Australian rules football is no longer just a sport for Aussie blokes to play. Footy, as it's popularly known by those who follow it, has been growing steadily in Canada over the last few years. The game is even providing some Canadian players the opportunity to represent their country internationally.
One such player, Matt Kidd, traveled to Melbourne in August with Canada's national footy team, the Northwind. Kidd only started playing footy in 2002 after he noticed a poster at the University of Calgary for the local club, the Calgary Kangaroos. After playing with the Kangaroos for three years and then for one year with the Red Deer Magpies, Kidd was selected to Canada's national side.

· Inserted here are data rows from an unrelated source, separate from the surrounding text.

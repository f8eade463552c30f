//! Club Handlers

use axum::{extract::State, http::StatusCode, Json};
use serde_json::Value;

use crate::application::dto::request::ClubRequest;
use crate::application::dto::ApiResponse;
use crate::domain::Club;
use crate::presentation::http::extractors::{Id, ValidatedJson};
use crate::shared::error::AppError;
use crate::startup::AppState;

pub async fn list_clubs(
    State(state): State<AppState>,
) -> Result<Json<ApiResponse<Vec<Club>>>, AppError> {
    let clubs = state.clubs.list().await?;
    Ok(Json(ApiResponse::list(clubs)))
}

pub async fn get_club(
    State(state): State<AppState>,
    Id(club_id): Id,
) -> Result<Json<ApiResponse<Club>>, AppError> {
    let club = state
        .clubs
        .find_by_id(club_id)
        .await?
        .ok_or_else(|| AppError::NotFound("Club not found".into()))?;

    Ok(Json(ApiResponse::item(club)))
}

pub async fn create_club(
    State(state): State<AppState>,
    ValidatedJson(body): ValidatedJson<ClubRequest>,
) -> Result<(StatusCode, Json<ApiResponse<Value>>), AppError> {
    let club_id = state.clubs.create(&body.into()).await?;

    Ok((
        StatusCode::CREATED,
        Json(ApiResponse::created(
            "Club created successfully",
            "club_id",
            club_id,
        )),
    ))
}

pub async fn update_club(
    State(state): State<AppState>,
    Id(club_id): Id,
    ValidatedJson(body): ValidatedJson<ClubRequest>,
) -> Result<Json<ApiResponse<()>>, AppError> {
    state.clubs.update(club_id, &body.into()).await?;
    Ok(Json(ApiResponse::message("Club updated successfully")))
}

pub async fn delete_club(
    State(state): State<AppState>,
    Id(club_id): Id,
) -> Result<Json<ApiResponse<()>>, AppError> {
    state.clubs.delete(club_id).await?;
    Ok(Json(ApiResponse::message("Club deleted successfully")))
}
//! Application Services
//!
//! Business logic services that coordinate domain operations.
//!
//! ## Available Services
//!
//! - **AttendanceService**: check-in, cancellation and status changes against
//!   session capacity
//!
//! Plain CRUD for members, trainers, clubs, memberships and workouts has no
//! rules of its own and goes straight to the repositories.

pub mod attendance_service;

pub use attendance_service::{AttendanceError, AttendanceService, AttendanceServiceImpl};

Despite having to pay almost $3,000 out of his own pocket to travel down under and Canada finishing a disappointing seventh of ten teams, Kidd still cherished the chance to wear the maple leaf.
"It was an awesome experience to play in Melbourne," said Kidd. "Even if the trip was expensive and short, I would definitely do it again."
There are 15 club teams in Canada, 10 of them based in Ontario. Although Aussie ex-pats make up about half the club players on those club teams, no Aussie-born players were allowed to compete in the International Cup.
This exclusion of experienced Aussies from international competitions has given more amateur athletes from places like Canada, Britain, USA, Denmark, South Africa and Spain a chance play for their respective nations.
"This is probably the only sport you can start playing at eighteen, and then go on to represent your country," stated the Calgary Kangaroos' coach Troy Rose.
Rose, who is also one of the Northwind's assistant coaches, believes that footy players who are in college or university make good candidates for the national squad.
"The best player [for Canada] was a young bloke who goes to the University of Toronto," Rose explained. "Guys in college have the time and money to commit to footy and they love the sport."
For one of the Kangaroos' new recruits, Matthew Henke, the chance to play for Canada is a big draw to the game.
"My goal is to make the 2008 Canadian team and to play for a semi-professional club somewhere in Australia," explained Henke, a recent graduate of the University of Winnipeg. "Footy really fits into my desire to travel around Australia in the next few years."
Kidd believes that making the 2008 Northwind team can be the goal of most amateur athletes.
"Footy incorporates skills from sports like football, soccer, rugby and volleyball," he said. "Anyone can play the game... unless you're soft of course."